Ohhhhhh so many questions.

Sharon

Regards

Sharon


----------



## Wupert (Aug 6, 2007)

Sharnor said:


> Hi
> We will be taking our Sightseer to Andorra this February. Has anyone ever endeavoured to take their RV's up the mountains? We are also planning on going onto France. Again suggestions would be greatly received. We are also very interested to hear if anyone has had experience of using snow chains. We have been assured that Winnebagos are winterised - again any comments on this please.
> 
> Best wishes
> ...


Buy your chains on the continent they are far cheaper.

If you are driving for any length of time in the mountains consider snow/winter tyres.

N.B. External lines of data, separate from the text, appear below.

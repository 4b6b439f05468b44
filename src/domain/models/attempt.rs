//! Attempt log entries written by restartable jobs.

use chrono::{DateTime, Utc};
use serde::{Deserialize, Serialize};

use crate::domain::models::job::{ResourceRequest, SolverControls};
use crate::domain::models::outcome::JobOutcome;

/// One actual execution attempt. Never edited after it is pushed.
#[derive(Debug, Clone, PartialEq, Serialize, Deserialize)]
pub struct AttemptRecord {
    pub job_label: String,
    /// 1-based attempt number.
    pub attempt: u32,
    pub resources: ResourceRequest,
    pub solver: SolverControls,
    pub outcome: JobOutcome<()>,
    pub started_at: DateTime<Utc>,
    pub finished_at: DateTime<Utc>,
}

impl AttemptRecord {
    pub fn duration_secs(&self) -> f64 {
        (self.finished_at - self.started_at).num_milliseconds() as f64 / 1000.0
    }
}
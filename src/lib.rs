//! hubbard-scf - self-consistent Hubbard parameter orchestrator
//!
//! Drives an outer loop of ground-state and linear-response calculations
//! until the Hubbard parameters stop changing, optionally relaxing the
//! structure between cycles. Every job runs under a restart policy that
//! classifies failures and resubmits with adjusted resources, and parameter
//! extraction is split into independent per-site tasks run in parallel.
//!
//! # Architecture
//!
//! This crate follows Hexagonal Architecture principles:
//!
//! - **Domain Layer** (`domain`): models, errors and the port traits
//! - **Service Layer** (`services`): restart handling, decomposition and the loop
//! - **Adapters** (`adapters`): job runners, output parsers and journals
//! - **Infrastructure Layer** (`infrastructure`): configuration and logging
//! - **CLI Layer** (`cli`): command-line interface
//!
//! # Example
//!
//! ```ignore
//! use std::sync::Arc;
//! use hubbard_scf::adapters::{InMemoryJournal, JsonOutputParser, LocalProcessRunner};
//! use hubbard_scf::{Config, ExtractionSettings, SelfConsistencyLoop};
//!
//! let config = Config::default();
//! let scf = SelfConsistencyLoop::new(
//!     config.clone(),
//!     Arc::new(LocalProcessRunner::new(config.runner)),
//!     Arc::new(JsonOutputParser::new()),
//!     Arc::new(InMemoryJournal::new()),
//!     ExtractionSettings::default(),
//! );
//! let report = scf.start(structure, None).await?;
//! ```

pub mod adapters;
pub mod cli;
pub mod domain;
pub mod infrastructure;
pub mod services;

// Re-export commonly used types for convenience
pub use domain::errors::{DomainError, DomainResult};
pub use domain::models::{
    Config, ExtractionSettings, HubbardKey, HubbardParameterSet, JobOutcome, LoopTermination,
    Site, Structure,
};
pub use domain::ports::{IterationJournal, JobRunner, OutputParser};
pub use infrastructure::config::{ConfigError, ConfigLoader};
pub use services::{LoopReport, ParallelDecomposition, RestartableJob, SelfConsistencyLoop};
//! Job specifications and runner-facing status types.

use chrono::{DateTime, Utc};
use serde::{Deserialize, Serialize};
use std::collections::BTreeMap;
use std::fmt;
use uuid::Uuid;

use crate::domain::models::extraction_settings::ExtractionSettings;
use crate::domain::models::hubbard::HubbardParameterSet;
use crate::domain::models::structure::Structure;

/// Kind of external calculation.
#[derive(Debug, Clone, Copy, PartialEq, Eq, Hash, Serialize, Deserialize)]
#[serde(rename_all = "snake_case")]
pub enum JobKind {
    GroundState,
    ParameterExtraction,
    Relaxation,
}

impl JobKind {
    pub fn as_str(&self) -> &'static str {
        match self {
            Self::GroundState => "ground_state",
            Self::ParameterExtraction => "parameter_extraction",
            Self::Relaxation => "relaxation",
        }
    }
}

impl fmt::Display for JobKind {
    fn fmt(&self, f: &mut fmt::Formatter<'_>) -> fmt::Result {
        f.write_str(self.as_str())
    }
}

/// Compute resources requested from the runner.
#[derive(Debug, Clone, PartialEq, Serialize, Deserialize)]
#[serde(rename_all = "snake_case")]
pub struct ResourceRequest {
    /// Parallel worker (MPI rank) count.
    #[serde(default = "default_num_workers")]
    pub num_workers: u32,

    /// Memory in megabytes.
    #[serde(default = "default_memory_mb")]
    pub memory_mb: u64,

    /// Wall-clock limit in seconds.
    #[serde(default = "default_walltime_secs")]
    pub walltime_secs: u64,
}

const fn default_num_workers() -> u32 {
    16
}

const fn default_memory_mb() -> u64 {
    4096
}

const fn default_walltime_secs() -> u64 {
    3600
}

impl Default for ResourceRequest {
    fn default() -> Self {
        Self {
            num_workers: default_num_workers(),
            memory_mb: default_memory_mb(),
            walltime_secs: default_walltime_secs(),
        }
    }
}

/// Inner-solver controls forwarded to the code.
#[derive(Debug, Clone, PartialEq, Serialize, Deserialize)]
#[serde(rename_all = "snake_case")]
pub struct SolverControls {
    /// Convergence threshold of the inner solver.
    #[serde(default = "default_conv_threshold")]
    pub conv_threshold: f64,

    /// Cap on inner solver iterations.
    #[serde(default = "default_max_inner_iterations")]
    pub max_inner_iterations: u32,

    /// Density mixing factor.
    #[serde(default = "default_mixing_beta")]
    pub mixing_beta: f64,
}

const fn default_conv_threshold() -> f64 {
    1e-8
}

const fn default_max_inner_iterations() -> u32 {
    100
}

const fn default_mixing_beta() -> f64 {
    0.7
}

impl Default for SolverControls {
    fn default() -> Self {
        Self {
            conv_threshold: default_conv_threshold(),
            max_inner_iterations: default_max_inner_iterations(),
            mixing_beta: default_mixing_beta(),
        }
    }
}

/// Handle to a converged electronic state left behind by a ground-state job.
#[derive(Debug, Clone, PartialEq, Serialize, Deserialize)]
pub struct ElectronicState {
    /// Location of the saved state (a remote folder, a path, an opaque id).
    pub handle: String,

    /// Total energy in eV, when reported.
    #[serde(default)]
    pub total_energy: Option<f64>,

    /// Whether the electronic minimization converged.
    pub converged: bool,
}

/// Stage-specific job inputs.
#[derive(Debug, Clone, PartialEq, Serialize, Deserialize)]
#[serde(tag = "stage", rename_all = "snake_case")]
pub enum JobPayload {
    GroundState {
        structure: Structure,
        parameters: HubbardParameterSet,
    },
    ParameterExtraction {
        structure: Structure,
        parent: ElectronicState,
        sites: Vec<usize>,
        settings: ExtractionSettings,
    },
    Relaxation {
        structure: Structure,
        parameters: HubbardParameterSet,
    },
}

impl JobPayload {
    pub fn kind(&self) -> JobKind {
        match self {
            Self::GroundState { .. } => JobKind::GroundState,
            Self::ParameterExtraction { .. } => JobKind::ParameterExtraction,
            Self::Relaxation { .. } => JobKind::Relaxation,
        }
    }
}

/// Full description of one job submission.
#[derive(Debug, Clone, PartialEq, Serialize, Deserialize)]
pub struct JobSpec {
    pub id: Uuid,
    pub label: String,
    pub payload: JobPayload,
    pub resources: ResourceRequest,
    pub solver: SolverControls,
    /// Files the runner should retrieve after completion.
    #[serde(default)]
    pub retrieve: Vec<String>,
}

impl JobSpec {
    pub fn new(label: impl Into<String>, payload: JobPayload) -> Self {
        Self {
            id: Uuid::new_v4(),
            label: label.into(),
            payload,
            resources: ResourceRequest::default(),
            solver: SolverControls::default(),
            retrieve: Vec::new(),
        }
    }

    pub fn with_resources(mut self, resources: ResourceRequest) -> Self {
        self.resources = resources;
        self
    }

    pub fn with_solver(mut self, solver: SolverControls) -> Self {
        self.solver = solver;
        self
    }

    pub fn with_retrieve(mut self, files: Vec<String>) -> Self {
        self.retrieve = files;
        self
    }

    pub fn kind(&self) -> JobKind {
        self.payload.kind()
    }

    /// Copy for a resubmission: fresh id, adjusted controls.
    pub fn resubmission(&self, resources: ResourceRequest, solver: SolverControls) -> Self {
        Self {
            id: Uuid::new_v4(),
            resources,
            solver,
            ..self.clone()
        }
    }
}

/// Reference to a submitted job.
#[derive(Debug, Clone, PartialEq, Eq, Hash, Serialize, Deserialize)]
pub struct JobHandle {
    pub job_id: Uuid,
    pub submitted_at: DateTime<Utc>,
}

impl JobHandle {
    pub fn new(job_id: Uuid) -> Self {
        Self {
            job_id,
            submitted_at: Utc::now(),
        }
    }
}

/// Unparsed output of a finished job.
#[derive(Debug, Clone, PartialEq, Default, Serialize, Deserialize)]
pub struct RawOutput {
    pub stdout: String,
    /// Retrieved files by name.
    #[serde(default)]
    pub files: BTreeMap<String, String>,
}

impl RawOutput {
    pub fn from_stdout(stdout: impl Into<String>) -> Self {
        Self {
            stdout: stdout.into(),
            files: BTreeMap::new(),
        }
    }
}

/// Status codes reported by the runner for failed jobs.
#[derive(Debug, Clone, Copy, PartialEq, Eq, Hash, Serialize, Deserialize)]
#[serde(rename_all = "snake_case")]
pub enum FailureCode {
    /// The scheduler could not allocate resources in time.
    AllocationTimeout,
    WalltimeExceeded,
    OutOfMemory,
    /// A compute node died under the job.
    NodeFailure,
    SchedulerUnavailable,
    /// The electronic or inner solver did not converge.
    SolverNotConverged,
    /// The linear-response (chi) solver did not converge.
    ResponseNotConverged,
    InvalidInput,
    MissingOutput,
    CodeFatal,
    Unknown(i32),
}

impl FailureCode {
    /// Map a raw exit/status code to a failure code.
    pub fn from_code(code: i32) -> Self {
        match code {
            100 => Self::AllocationTimeout,
            110 => Self::WalltimeExceeded,
            120 => Self::OutOfMemory,
            130 => Self::NodeFailure,
            140 => Self::SchedulerUnavailable,
            300 => Self::SolverNotConverged,
            310 => Self::ResponseNotConverged,
            400 => Self::InvalidInput,
            410 => Self::MissingOutput,
            420 => Self::CodeFatal,
            other => Self::Unknown(other),
        }
    }

    pub fn code(&self) -> i32 {
        match self {
            Self::AllocationTimeout => 100,
            Self::WalltimeExceeded => 110,
            Self::OutOfMemory => 120,
            Self::NodeFailure => 130,
            Self::SchedulerUnavailable => 140,
            Self::SolverNotConverged => 300,
            Self::ResponseNotConverged => 310,
            Self::InvalidInput => 400,
            Self::MissingOutput => 410,
            Self::CodeFatal => 420,
            Self::Unknown(code) => *code,
        }
    }
}

impl fmt::Display for FailureCode {
    fn fmt(&self, f: &mut fmt::Formatter<'_>) -> fmt::Result {
        match self {
            Self::Unknown(code) => write!(f, "unknown status {code}"),
            other => write!(f, "{other:?} ({})", other.code()),
        }
    }
}

/// Runner-reported job status.
#[derive(Debug, Clone, PartialEq)]
pub enum JobStatus {
    Pending,
    Succeeded(RawOutput),
    Failed(FailureCode),
}

impl JobStatus {
    pub fn is_terminal(&self) -> bool {
        !matches!(self, Self::Pending)
    }
}

#[cfg(test)]
mod tests {
    use super::*;

    #[test]
    fn test_failure_code_round_trip_known_codes() {
        for code in [100, 110, 120, 130, 140, 300, 310, 400, 410, 420] {
            assert_eq!(FailureCode::from_code(code).code(), code);
            assert!(!matches!(FailureCode::from_code(code), FailureCode::Unknown(_)));
        }
    }

    #[test]
    fn test_unmapped_code_is_unknown() {
        assert_eq!(FailureCode::from_code(1), FailureCode::Unknown(1));
        assert_eq!(FailureCode::from_code(-9), FailureCode::Unknown(-9));
    }

    #[test]
    fn test_resubmission_gets_new_id() {
        let structure = Structure::new(
            [[3.0, 0.0, 0.0], [0.0, 3.0, 0.0], [0.0, 0.0, 3.0]],
            vec![crate::domain::models::structure::Site::new("Fe", [0.0; 3])],
        )
        .unwrap();
        let spec = JobSpec::new(
            "scf",
            JobPayload::GroundState {
                structure,
                parameters: HubbardParameterSet::new(),
            },
        );
        let resources = ResourceRequest {
            num_workers: 8,
            ..spec.resources.clone()
        };
        let next = spec.resubmission(resources, spec.solver.clone());
        assert_ne!(next.id, spec.id);
        assert_eq!(next.label, spec.label);
        assert_eq!(next.resources.num_workers, 8);
    }

    #[test]
    fn test_status_terminal() {
        assert!(!JobStatus::Pending.is_terminal());
        assert!(JobStatus::Failed(FailureCode::CodeFatal).is_terminal());
    }
}
//! Logging infrastructure
//!
//! Structured logging using tracing and tracing-subscriber:
//! - Pretty or JSON console output on stderr
//! - Optional rolling JSON log files

pub mod config;
pub mod logger;

pub use config::{LogConfig, LogFormat, RotationPolicy};
pub use logger::LoggerImpl;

I have spent the last 15 winters in Austria full time and we all put winter tyres on in Dec and take them off Easter time.

I carry chains but have never had to use them.

Enjoy the snow.


----------



## billym (Dec 17, 2005)

We have researched snow chains recently as we are off to Austria.

I know they are cheaper abroad but if your RV tyres are American size you will struggle to find them .

RUD UK have a good supply.


----------



## Wupert (Aug 6, 2007)

billym said:


> We have researched snow chains recently as we are off to Austria.
> 
> I know they are cheaper abroad but if your RV tyres are American size you will struggle to find them .
> 
> RUD UK have a good supply.


I dont think you will have a problem.

Where are you aiming for.

We live 40 K's south of Salzberg from Dec-April (In a house)


----------



## Scotjimland (May 23, 2005)

Another supplier of snow chains

http://www.snowchains.co.uk/index.htm


----------